[Dataset items]
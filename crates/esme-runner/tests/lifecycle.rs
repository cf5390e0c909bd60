use std::fs;
use std::path::{Path, PathBuf};

use chrono::NaiveDate;
use esme_core::EsmeError;
use esme_provenance::fake::FakeVcs;
use esme_provenance::Outcome;
use esme_runner::{Controller, Experiment, LocalFs, Settings};
use tempfile::TempDir;

const SPEC_CONFIG: &str = "\
code_repository_url: https://example.org/access-om2.git
code_commit_hash: 4f2a9c1
name: {{ name }}
start_date: {{ today }}
restart_date: {{ yesterday }}
base: {{ base_dir }}
site:
  bucket_url: file://{{ bucket_cache_location }}
  machine_name: {{ machine_name }}
build:
  build_script: build.sh
setup:
  setup_script: setup.sh
run:
  run_script: run.sh
";

const INPUT_MANIFEST: &str = "\
format: yamanifest
version: 1.0
---
restart.nc:
  fullpath: \"{{ bucket_url }}/restart.nc\"
forcing.tgz:
  fullpath: \"{{ bucket_url }}/forcing.tgz\"
";

struct Fixture {
    _root: TempDir,
    home: PathBuf,
    cache: PathBuf,
    exp: Experiment,
}

fn fixture() -> Fixture {
    let root = tempfile::tempdir().expect("tempdir");
    let home = root.path().join("home");
    let cache = root.path().join("cache");
    let spec = home.join("experiment_specifications").join("om2");
    fs::create_dir_all(&spec).expect("spec dir");
    fs::create_dir_all(&cache).expect("cache dir");
    fs::write(
        home.join("settings.yaml"),
        format!(
            "site:\n  - machine_name: Gadi\n    esme_bucket_cache: {}\n",
            cache.display()
        ),
    )
    .expect("settings");
    fs::write(spec.join("config.yaml"), SPEC_CONFIG).expect("spec config");
    let exp = Experiment::at("exp1", root.path().join("exp1")).expect("experiment");
    Fixture {
        _root: root,
        home,
        cache,
        exp,
    }
}

fn controller(fx: &Fixture, vcs: FakeVcs) -> Controller<FakeVcs, LocalFs> {
    let settings = Settings::load(&fx.home).expect("settings");
    let today = NaiveDate::from_ymd_opt(2024, 3, 1).expect("date");
    Controller::new(settings, vcs, LocalFs).with_today(today)
}

#[cfg(unix)]
fn write_tgz(path: &Path, name: &str, contents: &[u8]) {
    let file = fs::File::create(path).expect("create tgz");
    let encoder = flate2::write::GzEncoder::new(file, flate2::Compression::default());
    let mut builder = tar::Builder::new(encoder);
    let mut header = tar::Header::new_gnu();
    header.set_size(contents.len() as u64);
    header.set_mode(0o644);
    builder
        .append_data(&mut header, name, contents)
        .expect("append");
    builder
        .into_inner()
        .expect("finish tar")
        .finish()
        .expect("finish gzip");
}

/// Lay down what the experiment's code repository would have checked out.
#[cfg(unix)]
fn stage_checkout(fx: &Fixture, run_body: &str) {
    let dir = fx.exp.path();
    fs::create_dir_all(dir.join("input")).expect("input dir");
    fs::create_dir_all(dir.join("templates/site")).expect("templates dir");
    fs::write(dir.join("input/input_manifest.yaml"), INPUT_MANIFEST).expect("manifest");
    let site = dir.join("templates/site");
    fs::write(
        site.join("load_env.sh.Gadi.template"),
        "export EXP={{ name }}\nexport EXP_DIR={{ base_dir }}\n",
    )
    .expect("load_env");
    fs::write(site.join("build.sh.Gadi.template"), "#!/bin/sh\npwd > build_cwd\n").expect("build");
    fs::write(
        site.join("setup.sh.Gadi.template"),
        "#!/bin/sh\necho ok > setup_ran\n",
    )
    .expect("setup");
    fs::write(site.join("run.sh.Gadi.template"), format!("#!/bin/sh\n{}\n", run_body))
        .expect("run");

    fs::write(fx.cache.join("restart.nc"), b"restart").expect("restart");
    write_tgz(&fx.cache.join("forcing.tgz"), "INPUT/forcing.nc", b"forcing");
}

#[test]
fn create_renders_config_and_binds() {
    let fx = fixture();
    let ctl = controller(&fx, FakeVcs::new());
    let report = ctl.create(&fx.exp, "om2", Some("Gadi")).expect("create");

    assert_eq!(report.machine_name, "Gadi");
    let record = match &report.outcome {
        Outcome::Bound(r) => r,
        other => panic!("expected Bound, got {:?}", other),
    };
    assert_eq!(record.code_commit_hash, "4f2a9c1");

    let config = fs::read_to_string(fx.exp.config_path()).expect("config");
    assert!(config.contains("name: exp1\n"), "{}", config);
    assert!(config.contains("start_date: 2024-03-01\n"), "{}", config);
    assert!(config.contains("restart_date: 2024-02-29\n"), "{}", config);
    assert!(
        config.contains(&format!("bucket_url: file://{}\n", fx.cache.display())),
        "{}",
        config
    );
    let base = fx.exp.path().canonicalize().expect("canonical");
    assert!(config.contains(&format!("base: {}\n", base.display())), "{}", config);

    let calls = ctl.vcs().calls();
    assert!(calls.contains(&"ensure_remote origin https://example.org/access-om2.git".to_string()));
    assert!(calls.contains(&"pin 4f2a9c1".to_string()));
    assert_eq!(calls.last().map(String::as_str), Some("update_submodules"));
}

#[test]
fn create_with_local_changes_is_blocked_and_writes_nothing() {
    let fx = fixture();
    let ctl = controller(&fx, FakeVcs::new().dirty());
    let report = ctl.create(&fx.exp, "om2", Some("Gadi")).expect("create");

    assert!(report.outcome.is_blocked());
    assert!(!fx.exp.config_path().exists());
    assert_eq!(ctl.vcs().calls(), vec!["init", "is_dirty"]);
    assert_eq!(ctl.vcs().state().head, None);

    let err = report.outcome.into_result().expect_err("blocked");
    assert_eq!(err.code(), "provenance_blocked");
}

#[test]
fn repeated_create_is_already_bound() {
    let fx = fixture();
    controller(&fx, FakeVcs::new())
        .create(&fx.exp, "om2", Some("Gadi"))
        .expect("first");
    let before = fs::read_to_string(fx.exp.config_path()).expect("config");

    let ctl = controller(&fx, FakeVcs::new()).with_today(NaiveDate::from_ymd_opt(2024, 4, 2).expect("date"));
    let report = ctl.create(&fx.exp, "om2", Some("Gadi")).expect("second");
    assert!(matches!(report.outcome, Outcome::AlreadyBound(_)));
    assert_eq!(ctl.vcs().calls(), vec!["init", "is_dirty"]);
    assert_eq!(fs::read_to_string(fx.exp.config_path()).expect("config"), before);
}

#[test]
fn repeated_create_restores_missing_config() {
    let fx = fixture();
    controller(&fx, FakeVcs::new())
        .create(&fx.exp, "om2", Some("Gadi"))
        .expect("first");
    fs::remove_file(fx.exp.config_path()).expect("remove config");

    let ctl = controller(&fx, FakeVcs::new());
    let report = ctl.create(&fx.exp, "om2", Some("Gadi")).expect("second");
    assert!(matches!(report.outcome, Outcome::AlreadyBound(_)));
    assert_eq!(ctl.vcs().calls(), vec!["init", "is_dirty"]);
    let config = fs::read_to_string(fx.exp.config_path()).expect("config restored");
    assert!(config.contains("code_commit_hash: 4f2a9c1\n"), "{}", config);
    assert!(config.contains("name: exp1\n"), "{}", config);
}

#[test]
fn create_for_unknown_machine_fails_before_writing() {
    let fx = fixture();
    let ctl = controller(&fx, FakeVcs::new());
    let err = ctl
        .create(&fx.exp, "om2", Some("Setonix"))
        .expect_err("unknown machine");
    assert_eq!(err.code(), "configuration_error");
    assert!(!fx.exp.config_path().exists());
    assert!(ctl.vcs().calls().is_empty());
}

#[test]
fn create_with_unrecognized_template_variable_fails() {
    let fx = fixture();
    let spec = fx.home.join("experiment_specifications/bad");
    fs::create_dir_all(&spec).expect("spec");
    fs::write(
        spec.join("config.yaml"),
        "code_repository_url: u\ncode_commit_hash: h\nowner: {{ user }}\n",
    )
    .expect("write");
    let ctl = controller(&fx, FakeVcs::new());
    let err = ctl.create(&fx.exp, "bad", Some("Gadi")).expect_err("bad var");
    assert_eq!(err.code(), "configuration_error");
    assert!(err.to_string().contains("`user`"), "{}", err);
    assert!(!fx.exp.config_path().exists());
}

#[test]
fn create_with_missing_specification_fails() {
    let fx = fixture();
    let err = controller(&fx, FakeVcs::new())
        .create(&fx.exp, "nope", Some("Gadi"))
        .expect_err("missing spec");
    assert!(err.to_string().contains("`nope`"), "{}", err);
}

#[test]
fn failed_bind_is_a_provenance_failure() {
    let fx = fixture();
    let ctl = controller(&fx, FakeVcs::new().failing_on("fetch"));
    let err = ctl.create(&fx.exp, "om2", Some("Gadi")).expect_err("fetch");
    assert_eq!(err.code(), "provenance_failure");
    assert!(esme_provenance::read_binding(fx.exp.path()).expect("read").is_none());
}

#[test]
fn setup_requires_a_created_experiment() {
    let fx = fixture();
    let ctl = controller(&fx, FakeVcs::new());
    let err = ctl.setup(&fx.exp).expect_err("no experiment");
    assert!(err.to_string().contains("run create first"), "{}", err);
    fs::create_dir_all(fx.exp.path()).expect("mkdir");
    let err = ctl.setup(&fx.exp).expect_err("no config");
    assert_eq!(err.code(), "configuration_error");
}

#[cfg(unix)]
#[test]
fn setup_stages_inputs_and_scripts_and_is_rerunnable() {
    use std::os::unix::fs::PermissionsExt;

    let fx = fixture();
    let ctl = controller(&fx, FakeVcs::new());
    ctl.create(&fx.exp, "om2", Some("Gadi")).expect("create");
    stage_checkout(&fx, "exit 0");

    let report = ctl.setup(&fx.exp).expect("setup");
    let dir = fx.exp.path();
    assert_eq!(report.input.linked, 1);
    assert_eq!(report.input.extracted, 1);
    assert!(report.build.is_none());

    assert_eq!(
        fs::read_link(dir.join("input/restart.nc")).expect("link"),
        fx.cache.join("restart.nc")
    );
    assert_eq!(
        fs::read(dir.join("INPUT/forcing.nc")).expect("extracted"),
        b"forcing"
    );
    let manifest = fs::read_to_string(dir.join("input/input_manifest.yaml")).expect("manifest");
    assert!(!manifest.contains("{{"), "{}", manifest);

    let load_env = fs::read_to_string(dir.join("load_env.sh")).expect("load_env");
    let base = dir.canonicalize().expect("canonical");
    assert_eq!(
        load_env,
        format!("export EXP=exp1\nexport EXP_DIR={}\n", base.display())
    );
    for script in ["build.sh", "setup.sh", "run.sh"] {
        let mode = fs::metadata(dir.join(script))
            .expect("installed")
            .permissions()
            .mode();
        assert_eq!(mode & 0o111, 0o111, "{} should be executable", script);
    }
    assert_eq!(
        fs::read_to_string(dir.join("setup_ran")).expect("setup ran"),
        "ok\n"
    );

    let again = ctl.setup(&fx.exp).expect("second setup");
    assert_eq!(again.input.linked, 0);
    assert_eq!(again.input.already_linked, 1);
    assert_eq!(again.input.extracted, 1);
    assert_eq!(
        fs::read_link(dir.join("input/restart.nc")).expect("link"),
        fx.cache.join("restart.nc")
    );
}

#[cfg(unix)]
#[test]
fn setup_with_missing_site_template_touches_nothing() {
    let fx = fixture();
    let ctl = controller(&fx, FakeVcs::new());
    ctl.create(&fx.exp, "om2", Some("Gadi")).expect("create");
    stage_checkout(&fx, "exit 0");
    fs::remove_file(fx.exp.path().join("templates/site/run.sh.Gadi.template")).expect("rm");

    let err = ctl.setup(&fx.exp).expect_err("missing template");
    assert_eq!(err.code(), "configuration_error");
    assert!(err.to_string().contains("run.sh.Gadi.template"), "{}", err);
    let manifest =
        fs::read_to_string(fx.exp.path().join("input/input_manifest.yaml")).expect("manifest");
    assert_eq!(manifest, INPUT_MANIFEST);
    assert!(!fx.exp.path().join("input/restart.nc").exists());
    assert!(!fx.exp.path().join("build.sh").exists());
}

#[cfg(unix)]
#[test]
fn build_and_run_execute_in_experiment_directory() {
    let fx = fixture();
    let ctl = controller(&fx, FakeVcs::new());
    ctl.create(&fx.exp, "om2", Some("Gadi")).expect("create");
    stage_checkout(&fx, "exit 3");
    ctl.setup(&fx.exp).expect("setup");

    let cwd_before = std::env::current_dir().expect("cwd");
    ctl.build(&fx.exp).expect("build");
    let built_in = fs::read_to_string(fx.exp.path().join("build_cwd")).expect("build_cwd");
    assert_eq!(
        PathBuf::from(built_in.trim()),
        fx.exp.path().canonicalize().expect("canonical")
    );

    match ctl.run(&fx.exp, Some("spinup")) {
        Err(EsmeError::ExternalScriptFailure { script, status }) => {
            assert_eq!(script, PathBuf::from("run.sh"));
            assert_eq!(status, 3);
        }
        other => panic!("expected script failure, got {:?}", other),
    }
    assert_eq!(std::env::current_dir().expect("cwd"), cwd_before);
}

#[test]
fn stages_refuse_to_start_while_locked() {
    let fx = fixture();
    let ctl = controller(&fx, FakeVcs::new());
    ctl.create(&fx.exp, "om2", Some("Gadi")).expect("create");
    let lock = fx.exp.path().join(".esme/stage.lock");
    fs::write(&lock, "pid: 1\nstage: setup\n").expect("lock");

    let err = ctl.build(&fx.exp).expect_err("locked");
    assert_eq!(err.code(), "stage_in_progress");
    fs::remove_file(&lock).expect("unlock");
    let err = ctl.build(&fx.exp).expect_err("not set up");
    assert!(err.to_string().contains("run setup first"), "{}", err);
}

#[cfg(unix)]
#[test]
fn describe_reports_config_binding_and_scripts() {
    let fx = fixture();
    let ctl = controller(&fx, FakeVcs::new());
    ctl.create(&fx.exp, "om2", Some("Gadi")).expect("create");

    let summary = ctl.describe(&fx.exp).expect("describe");
    assert_eq!(summary.name, "exp1");
    assert_eq!(
        summary.binding.as_ref().map(|b| b.code_commit_hash.as_str()),
        Some("4f2a9c1")
    );
    assert!(summary.scripts.iter().all(|(_, _, installed)| !installed));

    stage_checkout(&fx, "exit 0");
    ctl.setup(&fx.exp).expect("setup");
    let summary = ctl.describe(&fx.exp).expect("describe");
    assert_eq!(summary.scripts.len(), 3);
    assert!(summary.scripts.iter().all(|(_, _, installed)| *installed));
    assert_eq!(
        summary.config.and_then(|c| c.site).map(|s| s.machine_name),
        Some("Gadi".to_string())
    );
}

# TASK INSTRUCTIONS
Pick out, from the lines above, every one that contains the string "format".

# YOUR SOLUTION
format: yamanifest
        format!(
    fs::write(site.join("run.sh.Gadi.template"), format!("#!/bin/sh\n{}\n", run_body))
        config.contains(&format!("bucket_url: file://{}\n", fx.cache.display())),
    assert!(config.contains(&format!("base: {}\n", base.display())), "{}", config);
        format!("export EXP=exp1\nexport EXP_DIR={}\n", base.display())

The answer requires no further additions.